▶ Task details: Go through the data and report each line that holds the string "https".

BEGIN

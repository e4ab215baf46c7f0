//! Release page URL conventions per VCS host

use crate::vcs::VcsKind;

/// Kind of page a candidate URL points at, in priority order
#[derive(Debug, Clone, Copy, PartialEq, Eq, PartialOrd, Ord)]
pub enum CandidateKind {
    Release,
    Tag,
    CommitTag,
}

#[derive(Debug, Clone, PartialEq, Eq)]
pub struct ReleaseUrlCandidate {
    pub url: String,
    pub kind: CandidateKind,
}

/// Build the candidate URLs for `version`, highest priority first
pub fn candidates(repo_url: &str, kind: VcsKind, version: &str) -> Vec<ReleaseUrlCandidate> {
    let repo_url = repo_url.trim_end_matches('/');
    let tag_path = match kind {
        VcsKind::GitLab => "-/tags",
        _ => "tags",
    };

    vec![
        ReleaseUrlCandidate {
            url: format!("{}/releases/tag/{}", repo_url, version),
            kind: CandidateKind::Release,
        },
        ReleaseUrlCandidate {
            url: format!("{}/{}/{}", repo_url, tag_path, version),
            kind: CandidateKind::Tag,
        },
        ReleaseUrlCandidate {
            url: format!("{}/commits/tag/{}", repo_url, version),
            kind: CandidateKind::CommitTag,
        },
    ]
}

#[cfg(test)]
mod tests {
    use super::*;

    #[test]
    fn candidates_for_github_follow_priority_order() {
        let result = candidates("https://github.com/o/r/", VcsKind::GitHub, "1.2.3");

        assert_eq!(
            result,
            vec![
                ReleaseUrlCandidate {
                    url: "https://github.com/o/r/releases/tag/1.2.3".to_string(),
                    kind: CandidateKind::Release,
                },
                ReleaseUrlCandidate {
                    url: "https://github.com/o/r/tags/1.2.3".to_string(),
                    kind: CandidateKind::Tag,
                },
                ReleaseUrlCandidate {
                    url: "https://github.com/o/r/commits/tag/1.2.3".to_string(),
                    kind: CandidateKind::CommitTag,
                },
            ]
        );
    }

    #[test]
    fn candidates_for_gitlab_use_dash_tag_route() {
        let result = candidates("https://gitlab.com/g/p", VcsKind::GitLab, "v2.0");

        assert_eq!(result[1].url, "https://gitlab.com/g/p/-/tags/v2.0");
        assert_eq!(result[1].kind, CandidateKind::Tag);
    }

    #[test]
    fn candidates_for_bitbucket_use_plain_tag_route() {
        let result = candidates("https://bitbucket.org/o/r", VcsKind::Bitbucket, "1.0");

        assert_eq!(result[1].url, "https://bitbucket.org/o/r/tags/1.0");
    }
}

END

▶ Task response:
        let result = candidates("https://github.com/o/r/", VcsKind::GitHub, "1.2.3");
                    url: "https://github.com/o/r/releases/tag/1.2.3".to_string(),
                    url: "https://github.com/o/r/tags/1.2.3".to_string(),
                    url: "https://github.com/o/r/commits/tag/1.2.3".to_string(),
        let result = candidates("https://gitlab.com/g/p", VcsKind::GitLab, "v2.0");
        assert_eq!(result[1].url, "https://gitlab.com/g/p/-/tags/v2.0");
        let result = candidates("https://bitbucket.org/o/r", VcsKind::Bitbucket, "1.0");
        assert_eq!(result[1].url, "https://bitbucket.org/o/r/tags/1.0");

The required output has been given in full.